I 5 step fondamentali del risk management

19 Giugno 2020 in GRC360

Risk Management

Il concetto di rischio e, di conseguenza, il concetto di risk management varia in relazione alla specificità dell’azienda e del settore in cui questa opera. Va anche premesso che ogni fattore di cambiamento o di incertezza può essere identificato come un fattore di rischio, che può essere interno o esterno all’organizzazione. Il rischio, inoltre, non ha solo una valenza negativa ma è ambivalente e può prevedere, in alcuni casi, un possibile pay-off positivo.
Elenchiamo di seguito i 5 step fondamentali del risk management, indispensabili per governare il rischio.

step 1 – Definizione del rischio. Vanno innanzi tutto identificati i rischi per la singola organizzazione e il loro allineamento con gli obiettivi strategici.

step 2- Mappatura del rischio. A livello accademico vengono definite 4 tipologie principali di rischio che andranno a guidare il successivo sottofase di risk assessment: rischi strategici, operativi, di compliance, rischi di natura economico-finanziaria. Il risk assessment prevede che, identificati i rischi che limitano o inficiano il raggiungimento degli obiettivi, per ciascuno si debba valutare la natura dell’impatto che, come anticipato, può essere positivo o negativo e la sua probabilità di accadimento. Il valore del rischio deriva dal prodotto fra probabilità e impatto: un evento ad alto impatto ma bassa probabilità potrebbe dunque produrre un rischio basso e viceversa. Di questa fase fa parte anche la definizione del risk appetite che, definito a livello di vertice, indica la propensione al rischio dell’organizzazione, in stretta connessione con la strategia aziendale. In pratica definisce la soglia massima di rischio alla quale l’azienda vuole esporsi senza compromettere il proprio business.
Se per qualche ragione il rischio (calcolato come probabilità per impatto) dovesse superare la soglia di risk appetite, si dovrà passare alla successiva fase di risk management.

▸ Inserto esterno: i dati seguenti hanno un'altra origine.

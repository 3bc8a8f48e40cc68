//! Error types for prompt sessions and configuration loading.
//!
//! Validation failures are not errors: they stay inside the controller as
//! `ControllerState::Error` and drive the retry loop. A user abort is not an
//! error either; it resolves the session with `Outcome::Cancelled`.

use std::io;
use std::path::PathBuf;

use thiserror::Error;

#[derive(Debug, Error)]
pub enum PromptError {
    /// The requested prompt needs raw single-key input but there is no TTY
    #[error("{mode} prompts need an interactive terminal")]
    UnsupportedTerminal { mode: &'static str },

    #[error("malformed choice list: {reason}")]
    MalformedChoiceList { reason: String },

    #[error("terminal I/O failed: {0}")]
    Io(#[from] io::Error),
}

#[derive(Debug, Error)]
pub enum ConfigError {
    #[error("failed to read config file {}: {source}", path.display())]
    Read {
        path: PathBuf,
        #[source]
        source: io::Error,
    },

    #[error("failed to parse config file {}: {source}", path.display())]
    Parse {
        path: PathBuf,
        #[source]
        source: serde_json::Error,
    },
}
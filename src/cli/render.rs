//! Line Budget Renderer
//!
//! Draws a prompt block and remembers how many terminal rows it took, so the
//! next draw can erase exactly those rows first. Rows are counted after
//! soft-wrapping at the terminal width, with wide glyphs taking two columns
//! and ANSI styling taking none.

use std::borrow::Cow;
use std::io::{self, Write};
use std::sync::OnceLock;

use crossterm::{
    cursor, queue,
    terminal::{Clear, ClearType},
};
use regex::Regex;
use tracing::debug;
use unicode_width::UnicodeWidthChar;

fn ansi_pattern() -> &'static Regex {
    static PATTERN: OnceLock<Regex> = OnceLock::new();
    PATTERN.get_or_init(|| {
        // CSI, OSC (BEL or ST terminated), then two-byte Fe escapes
        Regex::new(r"\x1b(?:\[[0-?]*[ -/]*[@-~]|\][^\x07\x1b]*(?:\x07|\x1b\\)|[@-_])")
            .expect("ANSI escape pattern is valid")
    })
}

/// Remove ANSI escape sequences so they don't count toward width
pub fn strip_ansi(text: &str) -> Cow<'_, str> {
    if !text.contains('\x1b') {
        return Cow::Borrowed(text);
    }
    ansi_pattern().replace_all(text, "")
}

/// Display width in terminal columns of a single line
pub fn display_width(text: &str) -> usize {
    strip_ansi(text)
        .chars()
        .map(|ch| ch.width().unwrap_or(0))
        .sum()
}

/// Number of terminal rows `text` occupies once wrapped at `width` columns.
///
/// Every `\n`-separated line takes at least one row, so a trailing newline
/// adds a row. The empty string takes none.
pub fn visual_line_count(text: &str, width: usize) -> usize {
    if text.is_empty() {
        return 0;
    }
    let width = width.max(1);
    strip_ansi(text)
        .split('\n')
        .map(|line| wrapped_rows(line, width))
        .sum()
}

fn wrapped_rows(line: &str, width: usize) -> usize {
    let mut rows = 1;
    let mut column = 0;

    for ch in line.chars() {
        let ch_width = ch.width().unwrap_or(0);
        if ch_width == 0 {
            continue;
        }
        // A wide glyph that doesn't fit moves whole to the next row
        if column > 0 && column + ch_width > width {
            rows += 1;
            column = 0;
        }
        column += ch_width;
    }

    rows
}

/// Erase-then-redraw renderer over any output sink
pub struct LineBudgetRenderer<W: Write> {
    out: W,
    width: usize,
    last_lines: usize,
    line_ending: &'static str,
}

impl<W: Write> LineBudgetRenderer<W> {
    pub fn new(out: W, width: usize) -> Self {
        Self {
            out,
            width: width.max(1),
            last_lines: 0,
            line_ending: "\n",
        }
    }

    /// Raw mode turns off output post-processing, so `\n` needs an explicit `\r`
    pub fn raw_line_endings(mut self, raw: bool) -> Self {
        self.line_ending = if raw { "\r\n" } else { "\n" };
        self
    }

    pub fn set_width(&mut self, width: usize) {
        self.width = width.max(1);
    }

    pub fn width(&self) -> usize {
        self.width
    }

    /// Rows occupied by the most recent render that is still on screen
    pub fn last_line_count(&self) -> usize {
        self.last_lines
    }

    /// Write `text` and record its row count as the next erase budget
    pub fn render(&mut self, text: &str) -> io::Result<()> {
        for (i, line) in text.split('\n').enumerate() {
            if i > 0 {
                self.out.write_all(self.line_ending.as_bytes())?;
            }
            self.out.write_all(line.as_bytes())?;
        }
        self.out.flush()?;
        self.last_lines = visual_line_count(text, self.width);
        Ok(())
    }

    /// Clear the `n` rows ending at the cursor row and park the cursor at
    /// column 0 of the topmost one
    pub fn erase_last(&mut self, n: usize) -> io::Result<()> {
        if n == 0 {
            debug!("erase_last called with an empty budget");
            return Ok(());
        }

        for row in 0..n {
            queue!(self.out, Clear(ClearType::CurrentLine))?;
            if row + 1 < n {
                queue!(self.out, cursor::MoveUp(1))?;
            }
        }
        queue!(self.out, cursor::MoveToColumn(0))?;
        self.out.flush()?;

        self.last_lines = self.last_lines.saturating_sub(n);
        Ok(())
    }

    /// Erase whatever the last render left on screen
    pub fn clear(&mut self) -> io::Result<()> {
        let n = self.last_lines;
        if n > 0 {
            self.erase_last(n)?;
        }
        Ok(())
    }

    pub fn redraw(&mut self, text: &str) -> io::Result<()> {
        self.clear()?;
        self.render(text)
    }

    /// Keep the last block on screen and move below it
    pub fn commit(&mut self) -> io::Result<()> {
        self.out.write_all(self.line_ending.as_bytes())?;
        self.out.flush()?;
        self.last_lines = 0;
        Ok(())
    }

    pub fn into_inner(self) -> W {
        self.out
    }
}
//! Line Edit Controller
//!
//! State machine behind text, number, password and confirm prompts. The user
//! edits one line in place; Enter freezes it, substitutes the default when it
//! is empty, coerces it for the mode and runs the validation pipeline. A
//! rejected answer stays in the buffer so it can be fixed rather than retyped.

use async_trait::async_trait;
use crossterm::style::Stylize;
use serde_json::{Number, Value};
use tracing::{debug, trace};

use super::config::{EngineConfig, Messages, PromptConfig};
use super::controller::{Controller, ControllerState, Reaction};
use super::format::{Frame, FrameStatus};
use super::keys::KeyEvent;
use super::validate::{ValidationOutcome, ValidationPipeline};

/// Flavor of line input; only changes coercion and echo
#[derive(Debug, Clone, Copy, PartialEq, Eq)]
pub enum EditMode {
    PlainText,
    Numeric,
    Masked,
    YesNo,
}

pub struct LineEditController {
    mode: EditMode,
    title: String,
    hint: Option<String>,
    placeholder: Option<String>,
    default_text: Option<String>,
    buffer: Vec<char>,
    cursor: usize,
    state: ControllerState,
    pipeline: ValidationPipeline,
    messages: Messages,
    mask_char: char,
    keep_buffer_on_error: bool,
}

impl LineEditController {
    pub fn new(config: &PromptConfig, mode: EditMode, engine: &EngineConfig) -> Self {
        let pipeline = ValidationPipeline::new(config.schema.clone(), config.validate.clone())
            .required(config.required.unwrap_or(true))
            .with_messages(engine.messages.clone());

        Self {
            mode,
            title: config.title.clone(),
            hint: config.hint.clone(),
            placeholder: config.placeholder.clone(),
            default_text: config.default_text(),
            buffer: Vec::new(),
            cursor: 0,
            state: ControllerState::Editing,
            pipeline,
            messages: engine.messages.clone(),
            mask_char: engine.mask_char,
            keep_buffer_on_error: true,
        }
    }

    /// Cooked-line input: after a rejection the user types a fresh line
    pub fn line_mode(mut self) -> Self {
        self.keep_buffer_on_error = false;
        self
    }

    pub fn mode(&self) -> EditMode {
        self.mode
    }

    pub fn buffer(&self) -> String {
        self.buffer.iter().collect()
    }

    pub fn cursor(&self) -> usize {
        self.cursor
    }

    fn insert(&mut self, ch: char) {
        self.buffer.insert(self.cursor, ch);
        self.cursor += 1;
    }

    fn backspace(&mut self) {
        if self.cursor > 0 {
            self.cursor -= 1;
            self.buffer.remove(self.cursor);
        }
    }

    fn delete_forward(&mut self) {
        if self.cursor < self.buffer.len() {
            self.buffer.remove(self.cursor);
        }
    }

    /// Mode-specific type gate, applied before schema and validator
    fn coerce(&self, answer: &str) -> Result<Value, String> {
        match self.mode {
            EditMode::PlainText | EditMode::Masked => Ok(Value::String(answer.to_string())),
            EditMode::Numeric if answer.trim().is_empty() => Ok(Value::Null),
            EditMode::Numeric => {
                parse_number(answer).ok_or_else(|| self.messages.invalid_number.clone())
            }
            EditMode::YesNo => parse_yes_no(answer)
                .map(Value::Bool)
                .ok_or_else(|| self.messages.confirm_vocabulary.clone()),
        }
    }

    async fn evaluate(&self, raw_answer: &str) -> Result<Value, String> {
        let answer = ValidationPipeline::resolve_answer(raw_answer, self.default_text.as_deref());

        // For confirm, an empty answer without default fails the vocabulary gate instead
        if self.mode != EditMode::YesNo {
            if let ValidationOutcome::Err(message) = self.pipeline.check_required(&answer) {
                return Err(message);
            }
        }

        let value = self.coerce(&answer)?;
        match self.pipeline.check(&value).await {
            ValidationOutcome::Ok => Ok(value),
            ValidationOutcome::Err(message) => Err(message),
        }
    }

    fn shown_chars(&self) -> Vec<char> {
        match self.mode {
            EditMode::Masked => vec![self.mask_char; self.buffer.len()],
            _ => self.buffer.clone(),
        }
    }

    /// Buffer with a reverse-video cell marking the caret
    fn input_line(&self) -> String {
        if self.buffer.is_empty() {
            if let Some(placeholder) = &self.placeholder {
                let mut rest = placeholder.chars();
                let first = rest.next().map_or_else(|| " ".to_string(), String::from);
                return format!("{}{}", first.reverse(), rest.as_str().dim());
            }
        }

        let shown = self.shown_chars();
        let before: String = shown[..self.cursor].iter().collect();
        let at = shown
            .get(self.cursor)
            .map_or_else(|| " ".to_string(), char::to_string);
        let after: String = shown.iter().skip(self.cursor + 1).collect();
        format!("{before}{}{after}", at.reverse())
    }

    fn hint_text(&self) -> Option<String> {
        let default = match self.mode {
            EditMode::YesNo => {
                let yes_no = match self.default_text.as_deref().and_then(parse_yes_no) {
                    Some(true) => "(Y/n)",
                    Some(false) => "(y/N)",
                    None => "(y/n)",
                };
                Some(yes_no.to_string())
            }
            EditMode::Masked => None,
            _ => self.default_text.as_ref().map(|text| format!("({text})")),
        };

        match (&self.hint, default) {
            (Some(hint), Some(default)) => Some(format!("{hint} {default}")),
            (Some(hint), None) => Some(hint.clone()),
            (None, default) => default,
        }
    }

    fn summary(&self, value: &Value) -> String {
        match (self.mode, value) {
            (EditMode::Masked, Value::String(s)) => {
                self.mask_char.to_string().repeat(s.chars().count())
            }
            (EditMode::YesNo, Value::Bool(yes)) => (if *yes { "Yes" } else { "No" }).to_string(),
            (_, Value::String(s)) => s.clone(),
            (_, Value::Null) => String::new(),
            (_, other) => other.to_string(),
        }
    }
}

#[async_trait]
impl Controller for LineEditController {
    fn state(&self) -> &ControllerState {
        &self.state
    }

    fn frame(&self) -> Frame {
        let mut frame = Frame::new(self.title.as_str());
        match &self.state {
            ControllerState::Submitted(value) => {
                frame.status = FrameStatus::Done;
                frame.content = Some(self.summary(value));
                return frame;
            }
            ControllerState::Validating => frame.status = FrameStatus::Pending,
            ControllerState::Error(message) => frame.error = Some(message.clone()),
            ControllerState::Editing | ControllerState::Cancelled => {}
        }
        frame.hint = self.hint_text();
        frame.content = Some(self.input_line());
        frame
    }

    fn handle_key(&mut self, key: &KeyEvent) -> Reaction {
        if self.state.is_terminal() {
            return Reaction::Ignored;
        }
        if key.is_abort() {
            debug!(mode = ?self.mode, "prompt cancelled");
            self.state = ControllerState::Cancelled;
            return Reaction::Cancel;
        }
        if self.state == ControllerState::Validating {
            return Reaction::Ignored;
        }

        let edited = match key {
            KeyEvent::Enter => {
                self.state = ControllerState::Validating;
                return Reaction::Submit;
            }
            KeyEvent::Backspace => {
                self.backspace();
                true
            }
            KeyEvent::Delete => {
                self.delete_forward();
                true
            }
            KeyEvent::Left => {
                self.cursor = self.cursor.saturating_sub(1);
                true
            }
            KeyEvent::Right => {
                self.cursor = (self.cursor + 1).min(self.buffer.len());
                true
            }
            other => match other.as_char() {
                Some(ch) if !ch.is_control() => {
                    self.insert(ch);
                    true
                }
                _ => false,
            },
        };

        if !edited {
            return Reaction::Ignored;
        }
        if matches!(self.state, ControllerState::Error(_)) {
            self.state = ControllerState::Editing;
        }
        trace!(len = self.buffer.len(), cursor = self.cursor, "buffer edited");
        Reaction::Redraw
    }

    async fn submit(&mut self) {
        let raw_answer = self.buffer();
        match self.evaluate(&raw_answer).await {
            Ok(value) => {
                debug!(mode = ?self.mode, "answer accepted");
                self.state = ControllerState::Submitted(value);
            }
            Err(message) => {
                debug!(mode = ?self.mode, %message, "answer rejected");
                if !self.keep_buffer_on_error {
                    self.buffer.clear();
                    self.cursor = 0;
                }
                self.state = ControllerState::Error(message);
            }
        }
    }
}

/// Integers stay integers; anything else must be a finite float
pub fn parse_number(text: &str) -> Option<Value> {
    let text = text.trim();
    if let Ok(int) = text.parse::<i64>() {
        return Some(Value::from(int));
    }
    text.parse::<f64>()
        .ok()
        .filter(|n| n.is_finite())
        .and_then(Number::from_f64)
        .map(Value::Number)
}

pub fn parse_yes_no(text: &str) -> Option<bool> {
    match text.trim().to_lowercase().as_str() {
        "y" | "yes" => Some(true),
        "n" | "no" => Some(false),
        _ => None,
    }
}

Step 3- Risk management. È l’attività che permette di mitigare il rischio nel momento in cui il suo valore supera il risk appetite e serve a riportarlo sotto la soglia di tolleranza, eliminando il rischio in eccesso. Si possono adottare diverse strategie, come la cessione del rischio o il cambiamento di prassi e procedure aziendali, con varie modalità di trattamento del rischio per produrne l’abbassamento.

Step 4 – Reporting di comunicazione del rischio residuo. Il nuovo valore del rischio, ricalcolato dopo le misure di mitigazione, va comunicato al top management.
Si passa dal cosiddetto rischio inerente (calcolato al netto delle misure di sicurezza e mitigazione) al rischio residuo (che comunque permane, nonostante l’applicazione delle misure di mitigazione). Il vertice aziendale sarà responsabile della decisione finale soprattutto nel caso in cui non si sia riusciti, nelle fasi precedenti (di risk assessment e risk management), nel bilanciamento fra minacce e opportunità.

Step 5 – Monitoraggio. Rappresenta la fase finale anche se non conclusiva, visto che il rischio è mutevole nel tempo e, nel mondo del risk management, vale il concetto di continuos improvement, al variare delle condizioni aziendali o del settore.

Quale organizzazione per il risk management

Per mettere in atto il processo sopra indicato servirà una strutturazione, il cui livello crescerà al crescere dell’importanza del rischio per l’organizzazione. Ci si aspetta ad esempio che una banca o una società di servizi finanziari si doti di un risk manager, mentre una piccola impresa manifatturiera probabilmente non ne avrà bisogno.
L’azienda che decida di dotarsi di una struttura dovrà prevedere una funzione di risk management, che riporti direttamente ai vertici aziendali, e di unità satelliti, i risk owner, generalmente rappresentati dai referenti funzionali che, pur non facendo parte in senso stretto della funzione di risk management, avranno un ruolo di monitoraggio dei rischi all’interno della propria funzione, in connessione con il risk manager.
È infine utile ricordare che esistono normative che definiscono il sistema dei controlli, come ad esempio la circolare 285 di Banca d’Italia che disciplina gli istituti bancari e indica tre livelli di controlli interni: di primo livello, costituito direttamente dalla funzione aziendale; di secondo livello, costituito dal risk management; di terzo livello, costituito dall’internal audit.